Telewizji od dawna nie mamy, zrezygnowaliśmy po utarczkach z Polsatem, zostaliśmy przy YT, tu można znaleźć absolutnie wszystko co się chce, rozmowy z tv – wprawdzie z drobnym opóźnieniem – ale w całości, bez potrzeby przeskakiwania na inne stacje (np. z tvp1 na info). Filmy najprzeróżniejsze (ostatnio wzruszyłam się oglądając „Wczorajsze dzieci”), choć w sumie filmy bardziej ogląda MS, wieczorem usypiam na stojąco za to wstaję wcześnie rano. Musimy się wymieniać, żeby babcia D. nie nabroiła zbytnio. Płytę grzewczą można zablokować jak przed dzieckiem, czajnik chowamy, żeby nie stał na wierzchu, bo włącza i sobie idzie (pusty też potrafi włączyć) itd….
Takie przepisy to naprawdę niesamowita pamiątka. Mam kartkę, na której ołówkiem (!) pisałam co babcia robi, siedziałam w kuchni w Tenczynku przy stole, na którym babcia zagniatała ciasto na stolnicy. Dzięki kartce mam w oczach tamten moment 🙂
Serdeczności Lucy dla Ciebie i męża (i mnóstwo głaskanek dla Mirki), samych dobrych chwil 🙂 🙂 🙂
Aniu, u mnie w zeszycie także biszkopt Ani, pasztet Lidki, piegus mamy itd.

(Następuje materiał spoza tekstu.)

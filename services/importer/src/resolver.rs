//! Opens the raw byte source behind an endpoint.

use std::fs::File;
use std::io;

use chrono::{Duration as ChronoDuration, Utc};
use reqwest::blocking::{Client, Response};
use reqwest::StatusCode;
use tracing::{debug, info};
use url::Url;

use crate::chain::Closable;
use crate::config::ImporterConfig;
use crate::endpoint::{Credentials, Endpoint, Scheme};
use crate::error::ImportError;
use crate::s3;

/// How long a presigned object-store URL stays valid.
const PRESIGN_TTL_SECS: i64 = 3600;

/// Maps endpoints to open byte sources.
#[derive(Debug, Clone)]
pub struct Resolver {
    http: Client,
    s3_endpoint: Url,
}

impl Resolver {
    pub fn new(config: &ImporterConfig) -> Result<Self, ImportError> {
        let http = Client::builder()
            .connect_timeout(config.connect_timeout)
            .timeout(config.request_timeout)
            .build()
            .map_err(|e| ImportError::io("building HTTP client", io::Error::other(e)))?;
        Ok(Self {
            http,
            s3_endpoint: config.s3_endpoint.clone(),
        })
    }

    /// Open `endpoint` for sequential reading.
    ///
    /// Nothing is returned unless the source is actually open, so a failure
    /// here leaves nothing for the caller to close.
    pub fn open(
        &self,
        endpoint: &Endpoint,
        credentials: Option<&Credentials>,
    ) -> Result<Box<dyn Closable>, ImportError> {
        match endpoint.scheme() {
            Scheme::File => self.open_file(endpoint),
            Scheme::Http | Scheme::Https => self.open_http(endpoint, credentials),
            Scheme::S3 => self.open_object(endpoint, credentials),
        }
    }

    fn open_file(&self, endpoint: &Endpoint) -> Result<Box<dyn Closable>, ImportError> {
        let path = endpoint
            .local_path()
            .ok_or_else(|| ImportError::unreachable(endpoint.redacted(), "not a local path"))?;
        let file = File::open(&path)
            .map_err(|e| ImportError::unreachable(endpoint.redacted(), e))?;
        debug!(path = %path.display(), "Opened local source");
        Ok(Box::new(file))
    }

    fn open_http(
        &self,
        endpoint: &Endpoint,
        credentials: Option<&Credentials>,
    ) -> Result<Box<dyn Closable>, ImportError> {
        let mut request = self.http.get(endpoint.url().clone());
        if let Some(creds) = credentials {
            request = request.basic_auth(creds.access_key(), Some(creds.secret_key()));
        }
        let response = request
            .send()
            .map_err(|e| ImportError::unreachable(endpoint.redacted(), e.without_url()))?;
        let response = check_status(endpoint, response, credentials.is_some())?;
        info!(
            endpoint = %endpoint,
            content_length = response.content_length(),
            "Connected to source"
        );
        Ok(Box::new(response))
    }

    fn open_object(
        &self,
        endpoint: &Endpoint,
        credentials: Option<&Credentials>,
    ) -> Result<Box<dyn Closable>, ImportError> {
        let (bucket, key) = endpoint.bucket_and_key().ok_or_else(|| {
            ImportError::InvalidEndpoint {
                endpoint: endpoint.redacted(),
                reason: "expected s3://<bucket>/<key>".to_string(),
            }
        })?;
        let mut url = s3::object_url(&self.s3_endpoint, bucket, key)?;
        if let Some(creds) = credentials {
            let expires = Utc::now() + ChronoDuration::seconds(PRESIGN_TTL_SECS);
            s3::presign(&mut url, bucket, key, creds, expires)?;
        }
        debug!(bucket, key, "Resolved object-store endpoint");

        let response = self
            .http
            .get(url)
            .send()
            .map_err(|e| ImportError::unreachable(endpoint.redacted(), e.without_url()))?;
        let response = check_status(endpoint, response, credentials.is_some())?;
        info!(
            endpoint = %endpoint,
            content_length = response.content_length(),
            "Connected to object store"
        );
        Ok(Box::new(response))
    }
}

fn check_status(
    endpoint: &Endpoint,
    response: Response,
    authenticated: bool,
) -> Result<Response, ImportError> {
    let status = response.status();
    if status.is_success() {
        return Ok(response);
    }
    if authenticated && matches!(status, StatusCode::UNAUTHORIZED | StatusCode::FORBIDDEN) {
        return Err(ImportError::AuthFailure(endpoint.redacted()));
    }
    Err(ImportError::unreachable(
        endpoint.redacted(),
        format!("server responded {status}"),
    ))
}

Ja dopiero myślę, bo wychodzę z przeziębienia.
Jotuś:-) Czyli najbardziej Ci zdrowie w tej chwili potrzebne, więc Ciepłe z Puchatym posyłam 🙂 I siły Ci trzeba, żeby w święta z wnusiem poszaleć 🙂
Szukamy obie z Marysią przepisu na jej sernik i jeszcze nie znalazłyśmy, spróbujemy z pamięci. To znaczy z Marysi pamięci, bo ja pamiętam tylko stanie przy garnku i mieszanie 🙂 Buziaki!
Sernik musi być 🙂 Robię zawsze z 'normalnego’ sera, niezbyt gładkiego, bo nie przepadam za takim z masą jak krem, i z orzechami, rodzynkami i skórką pomarańczową; mój wnuczek je wydłubuje, czyli robi to, co kiedyś ja, a teraz bakalie w serniku uwielbiam, co ten czas z człowiekiem robi… Pozdrawiam przedświątecznie
Ikroopko:-) To mamy tak samo w kwestii sernika, uwielbiam najbardziej na świecie. Właściwie mogłabym pożreć samą masę przed upieczeniem 🙂 Zamiast rodzynek dodaję żurawinę suszoną, mam pewność, że nie upilnuję babci D., ani nikt jej nie upilnuje przed dawaniem psom … Popatrz, często wciąż mówimy w liczbie mnogiej, choć tylko Szilunia została… do Franka nieraz wołam Skituś… Wiatr jest okropny, na Skitusiowym drzewku dzwoneczki dzwonią…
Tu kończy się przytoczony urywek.